Die Ordensgemeinschaft "Arme Brüder des heiligen Franziskus" verlässt Düsseldorf. Die letzten beiden verbliebenen Mönche seien über 70 Jahre alt, werden im Aachener Mutterhaus ihren Ruhestand verbringen, sagte ein Vorstandsmitglied. Am Mittwochmorgen wurden die rund 250 Mitarbeiter und die Mitglieder des Sozialwerk-Vereins, der seit mehr als 50 Jahren vom Rath aus bedürftige und insbesondere alte und wohnungslose Menschen betreut, über den Schritt informiert.

Das Sozialwerk wird unter dem Namen "franzfreunde" als gemeinnützige GmbH unter dem Dach einer neuen Stiftung  fortgeführt. Die trägt den Namen des Ordensgründers und wird auch immer ein Ordensmitglied im Vorstand haben, sagte Sozialwerk-Chef Dirk Buttler, der sich um den Vorsitz des Stiftungsvorstands bewerben will.

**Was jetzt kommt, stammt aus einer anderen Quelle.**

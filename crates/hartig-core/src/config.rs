//! Engine configuration that downstream crates can serialize/deserialize.
//!
//! Operators never read this; the planner consults it when it builds an
//! operator tree and when it renders explain text.

use serde::{Deserialize, Serialize};

use crate::error::{Error, Result};
use crate::term::has_scheme;

#[derive(Debug, Clone, PartialEq, Serialize, Deserialize)]
#[serde(default)]
pub struct EngineConfig {
    /// Base used by `to_iri` calls that do not name a base of their own.
    pub base_iri: Option<String>,

    /// Leading spaces for every line of `Pipeline::explain()`.
    pub explain_indent: usize,

    /// String written before the indentation on every explain line.
    pub explain_prefix: String,
}

impl Default for EngineConfig {
    fn default() -> Self {
        Self {
            base_iri: None,
            explain_indent: 0,
            explain_prefix: String::new(),
        }
    }
}

impl EngineConfig {
    /// Create a config from environment variables, falling back to defaults.
    ///
    /// Environment variables:
    /// - `HARTIG_BASE_IRI`: default base IRI
    /// - `HARTIG_EXPLAIN_INDENT`: explain indentation (spaces)
    /// - `HARTIG_EXPLAIN_PREFIX`: explain line prefix
    pub fn from_env() -> Self {
        let mut cfg = Self::default();

        if let Ok(s) = std::env::var("HARTIG_BASE_IRI") {
            if !s.trim().is_empty() {
                cfg.base_iri = Some(s.trim().to_string());
            }
        }

        if let Ok(s) = std::env::var("HARTIG_EXPLAIN_INDENT") {
            if let Ok(v) = s.parse::<usize>() {
                cfg.explain_indent = v;
            }
        }

        if let Ok(s) = std::env::var("HARTIG_EXPLAIN_PREFIX") {
            cfg.explain_prefix = s;
        }

        cfg
    }

    pub fn validate(&self) -> Result<()> {
        if let Some(base) = &self.base_iri {
            if !has_scheme(base) {
                return Err(Error::Config(format!(
                    "base_iri '{base}' must be an absolute IRI"
                )));
            }
        }
        Ok(())
    }
}
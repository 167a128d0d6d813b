//! Join operators.

pub mod equi;

use std::fmt;

use serde::{Deserialize, Serialize};

pub use equi::EquiJoinOperator;

/// One `left = right` equality between a left-side and a right-side attribute.
#[derive(Debug, Clone, PartialEq, Eq, Serialize, Deserialize)]
pub struct JoinCondition {
    pub left: String,
    pub right: String,
}

impl JoinCondition {
    pub fn new(left: impl Into<String>, right: impl Into<String>) -> Self {
        Self {
            left: left.into(),
            right: right.into(),
        }
    }
}

impl fmt::Display for JoinCondition {
    fn fmt(&self, f: &mut fmt::Formatter<'_>) -> fmt::Result {
        write!(f, "{} = {}", self.left, self.right)
    }
}
use thiserror::Error;

/// Canonical result for core.
pub type Result<T> = std::result::Result<T, Error>;

#[derive(Debug, Error)]
pub enum Error {
    #[error("Invalid configuration: {0}")]
    Config(String),

    #[error("Invalid RDF term: {0}")]
    Term(String),

    #[error("Serialization error: {0}")]
    Serialization(String),
}

impl From<serde_json::Error> for Error {
    fn from(e: serde_json::Error) -> Self {
        Error::Serialization(e.to_string())
    }
}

Der Rückzug habe ausschließlich Altersgründe, sagte Lukas Jünemann von der Ordensgemeinschaft. Die finanzielle Schieflage, in die die Armen Brüder vor drei Jahren durch Spekulationen geraten waren, spiele keine Rolle. Die Armen Brüder hatten 7,2 Millionen Euro  bei einer Anlagefirma investiert, deren Geschäftsleiter inzwischen unter Betrugsverdacht vor Gericht stehen. Das Sozialwerk habe sich unterdessen konsolidiert, die beiden letzten Geschäftsjahre mit einem dicken Plus abgeschlossen.